What they’re talking about is a term called “ego-depletion” which was coined by Dr. Roy Bauemeister and Dr. Mark Muraven during their research on self-control. One of the things I’ve been most interested in over the last couple of years is how to beat those lapses in self-control, how to keep doing the things I know need to be done even when I don’t have the willpower to do them. The book I wrote on this very subject: The Two-Minute Challenge - by Charles Abbott dived into the results of over 50 studies on self-control, motivation, and positive psychology and how the findings can be easily applied to real life.

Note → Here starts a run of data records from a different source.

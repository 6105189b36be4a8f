#![deny(clippy::all)]
#![warn(clippy::pedantic)]
#![allow(clippy::module_name_repetitions)]

//! # pointfarm
//!
//! Keeps many accounts connected to the points service at once. Each account
//! gets its own supervised WebSocket session that logs in, holds the socket
//! open with keepalive pings, estimates accruing points between server
//! heartbeats, and reconnects with exponential backoff.
//!
//! ## Inputs
//!
//! | File          | Format                         | Required                 |
//! |---------------|--------------------------------|--------------------------|
//! | `account.txt` | `email,password` per line      | always                   |
//! | `proxy.txt`   | proxy URL per line, `#` comments | with `--use-proxy`     |
//! | `pointfarm.toml` | see `config.rs`             | no (defaults apply)      |
//!
//! Exit code 1 on any configuration error. SIGINT/SIGTERM stop every session
//! and exit cleanly.

use std::path::PathBuf;
use std::process::ExitCode;
use std::sync::Arc;
use std::time::Duration;

use clap::Parser;
use tracing::{error, info};

use pointfarm::accounts;
use pointfarm::config::Config;
use pointfarm::report;
use pointfarm::{AuthClient, BootstrapOptions, ConfigError, Orchestrator, WsConnector};

/// Multi-account session farmer for the points service.
#[derive(Parser)]
#[command(name = "pointfarm", version)]
struct Cli {
    /// Path to TOML config file.
    #[arg(long)]
    config: Option<PathBuf>,

    /// Credentials file (`email,password` per line).
    #[arg(long)]
    accounts: Option<PathBuf>,

    /// Proxy list, one URL per line.
    #[arg(long)]
    proxies: Option<PathBuf>,

    /// Route every account through its own proxy.
    #[arg(long)]
    use_proxy: bool,

    /// Leave failed logins errored instead of retrying them.
    #[arg(long)]
    no_auto_retry: bool,
}

impl Cli {
    fn apply(&self, config: &mut Config) {
        if let Some(path) = &self.accounts {
            config.farm.accounts_file.clone_from(path);
        }
        if let Some(path) = &self.proxies {
            config.farm.proxies_file.clone_from(path);
        }
        if self.use_proxy {
            config.farm.use_proxy = true;
        }
        if self.no_auto_retry {
            config.farm.auto_retry = false;
        }
    }
}

#[tokio::main]
async fn main() -> ExitCode {
    let cli = Cli::parse();

    let mut config = match Config::load(cli.config.as_deref()) {
        Ok(config) => config,
        Err(e) => {
            eprintln!("pointfarm: {e}");
            return ExitCode::FAILURE;
        }
    };
    cli.apply(&mut config);

    // Initialize tracing
    let log_filter = std::env::var("RUST_LOG").unwrap_or_else(|_| config.logging.level.clone());
    tracing_subscriber::fmt().with_env_filter(log_filter).init();

    info!("pointfarm v{} starting", env!("CARGO_PKG_VERSION"));

    match run(config).await {
        Ok(()) => ExitCode::SUCCESS,
        Err(e) => {
            error!("{e}");
            ExitCode::FAILURE
        }
    }
}

async fn run(config: Config) -> Result<(), ConfigError> {
    let credentials = accounts::load_credentials(&config.farm.accounts_file)?;
    let proxies = if config.farm.use_proxy {
        accounts::load_proxies(&config.farm.proxies_file)?
    } else {
        Vec::new()
    };
    info!(
        accounts = credentials.len(),
        proxies = proxies.len(),
        "Loaded {}",
        config.farm.accounts_file.display()
    );

    let auth = AuthClient::new(&config.service, config.timing.request_timeout())
        .map_err(|e| ConfigError::InvalidService(e.message))?;
    let connector = WsConnector::new(&config.service);
    let options = BootstrapOptions::from_config(&config);

    let orchestrator = Orchestrator::bootstrap(
        credentials,
        &proxies,
        &options,
        Arc::new(auth),
        Arc::new(connector),
    )?;
    let reporter = report::spawn(
        orchestrator.registry(),
        Duration::from_secs(config.timing.status_interval_secs),
    );

    shutdown_signal().await;
    info!("Shutting down...");
    reporter.abort();
    orchestrator.shutdown().await;
    info!("All sessions stopped");
    Ok(())
}

async fn shutdown_signal() {
    let ctrl_c = tokio::signal::ctrl_c();
    #[cfg(unix)]
    {
        let mut sigterm =
            tokio::signal::unix::signal(tokio::signal::unix::SignalKind::terminate())
                .expect("Failed to register SIGTERM");
        tokio::select! {
            _ = ctrl_c => info!("Received SIGINT"),
            _ = sigterm.recv() => info!("Received SIGTERM"),
        }
    }
    #[cfg(not(unix))]
    {
        ctrl_c.await.ok();
        info!("Received SIGINT");
    }
}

One piece of advice which Reason.com’s interview also mentions is here in this tidbit:
reason: You have a great line where you say that the people with the best self-control are the people who take themselves out of situations of temptation. You say of Ulysses lashing himself to the mast, that someone with real self-control would have just taken a different route home, which I really liked. Can you talk about how that works? And how we can sort out cause and effect? If you don’t set yourself up for temptation, you’re awfully good at resisting it.
Tierney: There are a couple of strategies. The Ulysses story is a good one because that’s a classic example of what’s called precommitment. He ties himself to the mast, the sailors have plugged their ears so they can’t hear the Sirens [and be tempted to jump into the sea to their deaths]. Now that’s one form of precommitment. But an even more extreme form of precommitment, and an easier one, would be just don’t even sail by the Sirens in the first place.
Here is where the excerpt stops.